● **EXERCISE**: Transcribe the following entries word for word. End with the line where "pub enum EventStoreError" appears.

------------

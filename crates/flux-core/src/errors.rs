//! Errores del Event Store (frontera con el motor de orquestación).

use thiserror::Error;

use crate::event::EventStatus;
use crate::shard::ShardId;

#[derive(Debug, Error, PartialEq, Eq, Clone)]
pub enum EventStoreError {
    #[error("event '{name}' already exists for state machine instance {instance_id}")]
    DuplicateEvent { instance_id: String, name: String },
    #[error("event id={id} not found for state machine instance {instance_id}")]
    EventNotFound { instance_id: String, id: i64 },
    #[error("event '{name}' has no storage identity (not persisted yet)")]
    MissingIdentity { name: String },
    #[error("invalid status transition for event '{name}': {from} -> {to}")]
    InvalidTransition { name: String, from: EventStatus, to: EventStatus },
    #[error("unknown event status: {0}")]
    UnknownStatus(String),
    #[error("instance {instance_id} routes to shard {actual}, transaction is bound to shard {expected}")]
    ShardMismatch { instance_id: String, expected: ShardId, actual: ShardId },
    #[error("no partition configured for shard {0}")]
    UnknownShard(ShardId),
    #[error("storage unavailable (retryable): {0}")]
    StorageUnavailable(String),
    #[error("storage error: {0}")]
    Storage(String),
}

impl EventStoreError {
    /// `true` sólo para fallos transitorios; esta capa nunca reintenta por su cuenta.
    pub fn is_retryable(&self) -> bool {
        matches!(self, Self::StorageUnavailable(_))
    }
}
impl<R: ShardRouter> EventStore for InMemoryTx<'_, R> {
    fn create(&mut self, instance_id: &str, mut event: Event) -> Result<Event, EventStoreError> {
        let rows = self.lock_instance(instance_id)?;
        if rows.iter().any(|e| e.name == event.name) {
            return Err(EventStoreError::DuplicateEvent { instance_id: instance_id.to_string(),
                                                         name: event.name });
        }
        let now = Utc::now();
        event.id = Some(self.store.next_id.fetch_add(1, Ordering::Relaxed));
        event.state_machine_instance_id = instance_id.to_string();
        event.created_at = Some(now);
        event.updated_at = Some(now);
        self.stage(instance_id, event.clone());
        Ok(event)
    }

    fn update_status_and_data(&mut self, instance_id: &str, event: &Event) -> Result<(), EventStoreError> {
        let id = event.id.ok_or_else(|| EventStoreError::MissingIdentity { name: event.name.clone() })?;
        let rows = self.lock_instance(instance_id)?;
        let mut row = rows.into_iter()
                          .find(|e| e.id == Some(id))
                          .ok_or_else(|| EventStoreError::EventNotFound { instance_id: instance_id.to_string(), id })?;
        if !row.status.can_transition_to(event.status) {
            return Err(EventStoreError::InvalidTransition { name: row.name,
                                                            from: row.status,
                                                            to: event.status });
        }
        row.status = event.status;
        row.event_data = event.event_data.clone();
        row.event_source = event.event_source.clone();
        row.updated_at = Some(Utc::now());
        self.stage(instance_id, row);
        Ok(())
    }

    fn find_all_for_instance(&mut self, instance_id: &str) -> Result<Vec<Event>, EventStoreError> {
        self.read(instance_id)
    }

    fn find_by_name(&mut self, instance_id: &str, name: &str) -> Result<Option<Event>, EventStoreError> {
        Ok(self.read(instance_id)?.into_iter().find(|e| e.name == name))
    }

    fn find_names_by_status(&mut self,
                            instance_id: &str,
                            statuses: &[EventStatus])
                            -> Result<Vec<String>, EventStoreError> {
        Ok(self.find_status_by_status(instance_id, statuses)?.into_iter().map(|(name, _)| name).collect())
    }

    fn find_status_by_status(&mut self,
                             instance_id: &str,
                             statuses: &[EventStatus])
                             -> Result<Vec<(String, EventStatus)>, EventStoreError> {
        Ok(self.read(instance_id)?
               .into_iter()
               .filter(|e| statuses.contains(&e.status))
               .map(|e| (e.name, e.status))
               .collect())
    }

    fn find_triggered(&mut self, instance_id: &str) -> Result<Vec<Event>, EventStoreError> {
        Ok(self.read(instance_id)?.into_iter().filter(|e| e.status == EventStatus::Triggered).collect())
    }

    fn find_bulk_ordered(&mut self, instance_id: &str, names: &[String]) -> Result<Vec<EventData>, EventStoreError> {
        if names.is_empty() {
            return Ok(Vec::new());
        }
        let wanted: HashSet<&str> = distinct_names(names).into_iter().collect();
        let rows: Vec<EventData> = self.read(instance_id)?
                                       .iter()
                                       .filter(|e| wanted.contains(e.name.as_str()))
                                       .map(EventData::from)
                                       .collect();
        Ok(order_by_requested_names(names, rows))
    }

    fn status_snapshot(&mut self,
                       instance_id: &str,
                       lock_for_update: bool)
                       -> Result<HashMap<String, EventStatus>, EventStoreError> {
        let rows = if lock_for_update { self.lock_instance(instance_id)? } else { self.read(instance_id)? };
        Ok(rows.into_iter().map(|e| (e.name, e.status)).collect())
    }

    fn cancel(&mut self, instance_id: &str, name: &str) -> Result<(), EventStoreError> {
        let rows = self.lock_instance(instance_id)?;
        let Some(mut row) = rows.into_iter().find(|e| e.name == name) else {
            return Ok(());
        };
        row.status = EventStatus::Cancelled;
        row.updated_at = Some(Utc::now());
        self.stage(instance_id, row);
        Ok(())
    }
}
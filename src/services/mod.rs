pub mod scheduling;
pub mod voice_service;
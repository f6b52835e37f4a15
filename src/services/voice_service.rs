use crate::dto::dashboard_dto::CallRequest;
use crate::error::{Error, Result};
use reqwest::Client;
use serde::Deserialize;
use serde_json::Value as JsonValue;
use tracing::info;

#[derive(Debug, Deserialize)]
#[serde(rename_all = "camelCase")]
struct PlaceCallResponse {
    success: bool,
    execution_id: Option<String>,
    error: Option<String>,
}

#[derive(Debug, Deserialize)]
struct CallStatusResponse {
    success: bool,
    details: Option<JsonValue>,
    error: Option<String>,
}

/// HTTP client for the external voice-calling backend. This service never
/// talks to the voice-AI vendor itself; the backend owns call execution,
/// status tracking and outcome parsing.
#[derive(Clone)]
pub struct VoiceService {
    client: Client,
}

impl VoiceService {
    pub fn new(client: Client) -> Self {
        Self { client }
    }

    /// Places an outbound call and returns the backend's execution id.
    /// Any transport failure or backend-reported error is a hard failure;
    /// the caller decides what, if anything, to persist.
    pub async fn place_call(&self, base_url: &str, request: &CallRequest) -> Result<String> {
        info!(
            candidate_id = request.candidate_id,
            backend = base_url,
            "Placing call via voice backend"
        );

        let response = self
            .client
            .post(format!("{}/api/call", base_url))
            .json(request)
            .send()
            .await
            .map_err(|e| Error::Internal(e.to_string()))?;

        let status = response.status();
        let body: PlaceCallResponse = response
            .json()
            .await
            .map_err(|_| Error::Internal(format!("Voice backend error: {}", status)))?;

        if !status.is_success() || !body.success {
            return Err(Error::Internal(
                body.error
                    .unwrap_or_else(|| format!("Voice backend error: {}", status)),
            ));
        }

        body.execution_id
            .filter(|id| !id.is_empty())
            .ok_or_else(|| Error::Internal("Voice backend returned no execution id".to_string()))
    }

    /// Fetches execution details for a placed call. The backend's `details`
    /// value (`status`, `duration`, `parsed_outcome`, ...) is relayed
    /// untouched; interpretation belongs to the caller.
    pub async fn execution_status(&self, base_url: &str, execution_id: &str) -> Result<JsonValue> {
        let response = self
            .client
            .get(format!("{}/api/call-status/{}", base_url, execution_id))
            .send()
            .await
            .map_err(|e| Error::Internal(e.to_string()))?;

        let status = response.status();
        let body: CallStatusResponse = response
            .json()
            .await
            .map_err(|_| Error::Internal(format!("Voice backend error: {}", status)))?;

        if !status.is_success() || !body.success {
            return Err(Error::Internal(
                body.error
                    .unwrap_or_else(|| format!("Voice backend error: {}", status)),
            ));
        }

        body.details
            .ok_or_else(|| Error::Internal("Voice backend returned no details".to_string()))
    }
}
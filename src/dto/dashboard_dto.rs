use crate::models::candidate::InterviewSlot;
use serde::{Deserialize, Serialize};
use validator::Validate;

/// Body of `POST /api/call`. The same shape is forwarded verbatim to the
/// voice backend's call-placement endpoint.
#[derive(Debug, Clone, Serialize, Deserialize)]
#[serde(rename_all = "camelCase")]
pub struct CallRequest {
    pub candidate_id: i64,
    pub phone: String,
    pub name: String,
    pub interview_date: String,
    pub interview_time: String,
}

#[derive(Debug, Deserialize, Validate)]
#[serde(rename_all = "camelCase")]
pub struct AddCandidatePayload {
    #[validate(length(min = 1))]
    pub name: String,
    #[validate(length(min = 1))]
    pub phone: String,
    #[validate(length(min = 1))]
    pub email: String,
    #[validate(length(min = 1))]
    pub position: String,
    pub scheduled_interview: InterviewSlot,
    pub application_date: Option<String>,
    pub rescheduling_slots: Option<Vec<i64>>,
}

#[derive(Debug, Deserialize)]
#[serde(rename_all = "camelCase")]
pub struct UpdateReschedulingSlotsPayload {
    #[serde(default)]
    pub rescheduling_slots: Vec<i64>,
}

#[derive(Debug, Deserialize)]
pub struct SlotsQuery {
    pub exclude: Option<String>,
}
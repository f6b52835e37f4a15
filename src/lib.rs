pub mod config;
pub mod dto;
pub mod error;
pub mod models;
pub mod routes;
pub mod services;
pub mod store;
pub mod utils;

use crate::services::voice_service::VoiceService;
use crate::store::json_store::ScheduleStore;
use axum::{
    routing::{get, post, put},
    Router,
};
use reqwest::Client;

#[derive(Clone)]
pub struct AppState {
    pub store: ScheduleStore,
    pub voice: VoiceService,
    /// Explicit voice-backend URL; when `None` the URL is inferred per
    /// request from the host header.
    pub backend_override: Option<String>,
}

impl AppState {
    pub fn new() -> Self {
        let config = crate::config::get_config();
        Self::from_parts(
            ScheduleStore::new(&config.data_file),
            config.voice_backend_url.clone(),
        )
    }

    pub fn from_parts(store: ScheduleStore, backend_override: Option<String>) -> Self {
        let http_client = Client::builder()
            .timeout(std::time::Duration::from_secs(60))
            .build()
            .unwrap();

        Self {
            store,
            voice: VoiceService::new(http_client),
            backend_override,
        }
    }
}

/// The full API surface. Shared between `main` and the integration tests.
pub fn api_router() -> Router<AppState> {
    Router::new()
        .route("/health", get(routes::health::health))
        .route("/api/candidates", get(routes::candidate_routes::list_candidates))
        .route(
            "/api/available-slots",
            get(routes::candidate_routes::available_slots),
        )
        .route("/api/call", post(routes::call_routes::initiate_call))
        .route(
            "/api/call-status/:execution_id",
            get(routes::call_routes::call_status),
        )
        .route(
            "/api/candidate/add",
            post(routes::candidate_routes::add_candidate),
        )
        .route(
            "/api/candidate/:id",
            axum::routing::delete(routes::candidate_routes::delete_candidate),
        )
        .route(
            "/api/candidate/:id/reset",
            post(routes::candidate_routes::reset_candidate),
        )
        .route(
            "/api/candidate/:id/rescheduling-slots",
            put(routes::candidate_routes::update_rescheduling_slots),
        )
        .route(
            "/api/reset-statuses",
            post(routes::candidate_routes::reset_all_statuses),
        )
}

------------

● **RESPONSE**:
filename crates/flux-core/src/errors.rs
//! Errores del Event Store (frontera con el motor de orquestación).

use thiserror::Error;

use crate::event::EventStatus;
use crate::shard::ShardId;

#[derive(Debug, Error, PartialEq, Eq, Clone)]
pub enum EventStoreError {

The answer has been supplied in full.